Data records:
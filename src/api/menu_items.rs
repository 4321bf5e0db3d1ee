//! Menu item API endpoints.

use axum::{
    extract::{rejection::JsonRejection, Path, Query, State},
    Json,
};
use serde::Deserialize;

use super::{json_body, success, ApiResponse, ApiResult};
use crate::auth::validate_new_item;
use crate::models::{CreateMenuItemRequest, MenuItem, MenuStats};
use crate::query::{build_new_item, parse_category, ItemFilter, SearchTerm};
use crate::AppState;

/// Search query parameters.
#[derive(Debug, Deserialize)]
pub struct SearchQuery {
    /// Free-text query; at least two characters once trimmed.
    #[serde(default)]
    pub q: Option<String>,
}

/// GET /api/menu-items - List active menu items.
pub async fn list_menu_items(State(state): State<AppState>) -> ApiResult<Vec<MenuItem>> {
    let items = state
        .store
        .find_active(&ItemFilter::All)
        .await
        .map_err(|e| state.api_error(e))?;

    Ok(ApiResponse::listing(items))
}

/// GET /api/menu-items/category/:category - List active items in one category.
pub async fn list_by_category(
    State(state): State<AppState>,
    Path(category): Path<String>,
) -> ApiResult<Vec<MenuItem>> {
    let category = parse_category(&category).map_err(|e| state.api_error(e))?;

    let items = state
        .store
        .find_active(&ItemFilter::Category(category))
        .await
        .map_err(|e| state.api_error(e))?;

    let mut response = ApiResponse::listing(items);
    response.category = Some(category);
    Ok(response)
}

/// GET /api/menu-items/search - Substring search over active items.
pub async fn search_menu_items(
    State(state): State<AppState>,
    Query(params): Query<SearchQuery>,
) -> ApiResult<Vec<MenuItem>> {
    let term = SearchTerm::parse(params.q.as_deref()).map_err(|e| state.api_error(e))?;
    let search_term = term.as_str().to_string();

    let items = state
        .store
        .find_active(&ItemFilter::Search(term))
        .await
        .map_err(|e| state.api_error(e))?;

    let mut response = ApiResponse::listing(items);
    response.search_term = Some(search_term);
    Ok(response)
}

/// GET /api/menu-items/stats - Aggregate statistics (admin).
pub async fn get_stats(State(state): State<AppState>) -> ApiResult<MenuStats> {
    let stats = state
        .store
        .aggregate_stats()
        .await
        .map_err(|e| state.api_error(e))?;

    success(stats)
}

/// POST /api/menu-items - Create a new menu item (admin).
pub async fn create_menu_item(
    State(state): State<AppState>,
    payload: Result<Json<CreateMenuItemRequest>, JsonRejection>,
) -> ApiResult<MenuItem> {
    let request = json_body(&state, payload)?;

    // Validate before anything touches the store
    validate_new_item(&request).map_err(|e| state.api_error(e))?;
    let candidate = build_new_item(&request).map_err(|e| state.api_error(e))?;

    let item = state
        .store
        .insert(candidate)
        .await
        .map_err(|e| state.api_error(e))?;

    tracing::info!("Added menu item {} ({})", item.id, item.name);
    Ok(ApiResponse::new(item)
        .created()
        .with_message("Menu item added"))
}

/// DELETE /api/menu-items/:id - Soft-delete a menu item (admin).
pub async fn delete_menu_item(
    State(state): State<AppState>,
    Path(id): Path<String>,
) -> ApiResult<MenuItem> {
    let item = state
        .store
        .soft_delete(&id)
        .await
        .map_err(|e| state.api_error(e))?;

    tracing::info!("Deactivated menu item {}", item.id);
    Ok(ApiResponse::new(item).with_message("Menu item deleted"))
}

Task details –
Among the lines of the data, find every one that holds "candidate" and copy it.

Worked solution –
    let candidate = build_new_item(&request).map_err(|e| state.api_error(e))?;
        .insert(candidate)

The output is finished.